Footsteps of Jesus | Chapel of Ascension

Berdoa ditempat itu tidak bisa berlama-lama, diluar antrian dari tourist group lainnya sudah menunggu, bergantian kami sujud lalu beriringan keluar.

Meninggalkan Chapel of Ascencion, kami berjalan kaki menuju Pater Noster Church atau Gereja Bapa Kami.

Gereja Bapa Kami adalah tempat dimana Yesus pertama kalinya mengajarkan doa Bapa Kami kepada murid-muridnya.

Background: Pater Noster Church | Gereja Bapa Kami
Di kompleks ini dikelilingi dinding bertuliskan doa Bapa Kami berbagai versi, diantaranya kami menemukan versi Indonesia, Jawa, Toraja dan Palembang, juga versi Hebrew.

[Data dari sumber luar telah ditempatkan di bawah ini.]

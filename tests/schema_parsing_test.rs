//! Document parsing tests using datatest-stable for test data discovery
//!
//! Every YAML file in `tests/testdata` must load as a project, pass the
//! structural lint and resolve layers for each of its products.

use std::collections::HashMap;
use std::path::{Path, PathBuf};

use whisk::config::Project;
use whisk::layers;
use whisk::lint::{self, Severity};
use whisk::selection::{RequestedVersion, Selection};

fn test_document_parsing(path: &Path) -> datatest_stable::Result<()> {
    let content = std::fs::read_to_string(path)
        .map_err(|e| format!("Failed to read test file {}: {}", path.display(), e))?;

    let project = Project::parse(&content, path, HashMap::new())
        .map_err(|e| format!("Failed to parse document {}: {}", path.display(), e))?;
    let doc = &project.document;

    assert!(
        !doc.products.is_empty(),
        "Document {} should declare at least one product",
        path.display()
    );
    for (name, version) in &doc.versions {
        assert!(
            !version.oeinit.contains("%{"),
            "{}: oeinit of {} was not substituted",
            path.display(),
            name
        );
    }

    let errors: Vec<String> = lint::lint_document(doc)
        .into_iter()
        .filter(|f| f.severity == Severity::Error)
        .map(|f| f.to_string())
        .collect();
    assert!(errors.is_empty(), "{}: {:?}", path.display(), errors);

    for (name, product) in &doc.products {
        let selection = Selection {
            products: vec![name.clone()],
            mode: doc.modes.keys().next().cloned().unwrap_or_default(),
            site: doc.sites.keys().next().cloned().unwrap_or_default(),
            version: RequestedVersion::Default,
            actual_version: product.default_version.clone(),
            build_dir: PathBuf::from("/tmp/build"),
        };
        let plan = layers::resolve(&project, &selection)
            .map_err(|e| format!("{}: product {}: {}", path.display(), name, e))?;
        assert!(plan.subproducts.values().any(|s| s.product == *name));
    }

    Ok(())
}

datatest_stable::harness!(test_document_parsing, "tests/testdata", r".*\.yaml$");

Doa Bapa Kami versi Indonesia

Doa Bapa Kami versi Toraja dan Palembang
Doa Bapa Kami versi Hebrew

Sebelumnya kami memasuki gua dengan posisi menurun, menuju tempat yang diyakini sebagai the actual place dimana Yesus berkumpul dengan murid-muridnya dan mengajarkan doa Bapa Kami.

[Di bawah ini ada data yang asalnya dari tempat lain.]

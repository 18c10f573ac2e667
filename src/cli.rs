//! CLI argument parsing and command dispatch

use anyhow::Result;
use clap::{Parser, Subcommand};

use crate::commands;

/// Whisk - Configure layered build environments from a project document
#[derive(Parser, Debug)]
#[command(name = "whisk")]
#[command(version, about, long_about = None)]
pub struct Cli {
    /// Subcommand to execute
    #[command(subcommand)]
    command: Commands,

    /// Colorize output (always, never, auto)
    #[arg(long, global = true, value_name = "WHEN", default_value = "auto")]
    color: String,

    /// Set log level (error, warn, info, debug, trace)
    #[arg(long, global = true, value_name = "LEVEL", default_value = "warn")]
    log_level: String,
}

#[derive(Subcommand, Debug)]
enum Commands {
    /// Resolve a product/mode/site/version selection and write the build environment
    Configure(commands::configure::ConfigureArgs),

    /// Validate and lint a whisk.yaml document without writing anything
    Validate(commands::validate::ValidateArgs),

    /// Generate shell completion scripts
    Completions(commands::completions::CompletionsArgs),
}

impl Cli {
    /// Execute the CLI command
    pub fn execute(self) -> Result<()> {
        // Logs go to stderr; stdout carries summaries and listings
        let _ = env_logger::Builder::new()
            .parse_filters(&self.log_level)
            .target(env_logger::Target::Stderr)
            .format_timestamp(None)
            .try_init();

        match self.command {
            Commands::Configure(args) => commands::configure::execute(args, &self.color),
            Commands::Validate(args) => commands::validate::execute(args, &self.color),
            Commands::Completions(args) => commands::completions::execute(args),
        }
    }
}
//! # Output Configuration
//!
//! Controls how `whisk` decorates what it prints on the terminal. The
//! environment file and the build configuration are never decorated; this
//! only concerns human-facing output such as the selection summary, the
//! `--list` tables and the `validate` report.
//!
//! ## Respecting User Preferences
//!
//! - `--color=never|always|auto` - CLI flag for color control
//! - `NO_COLOR` - Disables colors when set (per https://no-color.org/)
//! - `CLICOLOR=0` - Disables colors
//! - `CLICOLOR_FORCE=1` - Forces colors even in non-TTY
//! - `TERM=dumb` - Disables colors for dumb terminals
//!
//! Colors are detected on stderr when running under the shell bootstrap,
//! since stdout is usually captured there.
//!
//! ## Usage
//!
//! ```
//! use whisk::output::{emoji, OutputConfig};
//!
//! let config = OutputConfig::from_env_and_flag("never");
//! assert_eq!(emoji(&config, "✅", "[OK]"), "[OK]");
//! ```

use std::env;

/// Output configuration for controlling colors and emojis.
#[derive(Debug, Clone)]
pub struct OutputConfig {
    /// Whether colors and emojis should be used in output.
    pub use_color: bool,
}

impl OutputConfig {
    /// Create an output configuration from environment and CLI flag.
    ///
    /// `color_flag` is the value of `--color`: "always" forces colors on
    /// (even over `NO_COLOR`), "never" forces them off, anything else
    /// detects support from the environment.
    pub fn from_env_and_flag(color_flag: &str) -> Self {
        let use_color = match color_flag.to_lowercase().as_str() {
            "always" => true,
            "never" => false,
            _ => Self::detect_color_support(),
        };

        Self { use_color }
    }

    fn detect_color_support() -> bool {
        // The presence of the variable (even if empty) disables colors
        if env::var_os("NO_COLOR").is_some() {
            return false;
        }

        if env::var("CLICOLOR").is_ok_and(|v| v == "0") {
            return false;
        }

        if env::var("CLICOLOR_FORCE").is_ok_and(|v| v != "0" && !v.is_empty()) {
            return true;
        }

        if env::var("TERM").is_ok_and(|v| v == "dumb") {
            return false;
        }

        console::Term::stderr().features().colors_supported()
    }
}

impl Default for OutputConfig {
    fn default() -> Self {
        Self::from_env_and_flag("auto")
    }
}

/// Returns the emoji when colors are enabled, the plain text otherwise.
pub fn emoji<'a>(config: &OutputConfig, emoji_str: &'a str, plain: &'a str) -> &'a str {
    if config.use_color {
        emoji_str
    } else {
        plain
    }
}

/// Highlight the `Possible ...:` headings of a `--list` table.
pub fn highlight_headings(config: &OutputConfig, text: &str) -> String {
    if !config.use_color {
        return text.to_string();
    }

    text.lines()
        .map(|line| {
            if line.starts_with("Possible ") {
                console::style(line).bold().to_string()
            } else if let Some(rest) = line.strip_prefix(" *") {
                format!("{}{}", console::style(" *").green(), rest)
            } else {
                line.to_string()
            }
        })
        .collect::<Vec<_>>()
        .join("\n")
        + if text.ends_with('\n') { "\n" } else { "" }
}

#[cfg(test)]
mod tests {
    use super::*;

    #[test]
    fn test_color_always() {
        let config = OutputConfig::from_env_and_flag("always");
        assert!(config.use_color);
    }

    #[test]
    fn test_color_never() {
        let config = OutputConfig::from_env_and_flag("NEVER");
        assert!(!config.use_color);
    }

    #[test]
    fn test_emoji_helper_with_color() {
        let config = OutputConfig { use_color: true };
        assert_eq!(emoji(&config, "🔍", "[SCAN]"), "🔍");
    }

    #[test]
    fn test_emoji_helper_without_color() {
        let config = OutputConfig { use_color: false };
        assert_eq!(emoji(&config, "🔍", "[SCAN]"), "[SCAN]");
    }

    #[test]
    fn test_highlight_headings_plain() {
        let text = "Possible products:\n *  p1\n    p2\n";
        let config = OutputConfig { use_color: false };
        assert_eq!(highlight_headings(&config, text), text);
    }

    #[test]
    fn test_highlight_headings_keeps_rows() {
        console::set_colors_enabled(true);
        let text = "Possible products:\n *  p1\n    p2\n";
        let config = OutputConfig { use_color: true };
        let styled = highlight_headings(&config, text);
        assert!(styled.contains("  p1\n"));
        assert!(styled.ends_with("    p2\n"));
        assert!(styled.contains("\u{1b}["));
    }
}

Catatan untuk orangtua yang membawa anak khususnya balita:

Saat turun dari bus untuk melihat Chapel of Ascension dan Pater Noster Church yang terletak di puncak bukit Zaitun, tidak perlu membawa stroller.
Tetapi, apabila kunjungan berikutnya langsung menuruni bukit, ada dua pilihan.

Pertama, ikut dengan bus yang akan turun tanpa penumpang sampai ke Getsemani, atau kedua, membawa stroller dan menuruni bukit zaitun sampai ke Getsemani.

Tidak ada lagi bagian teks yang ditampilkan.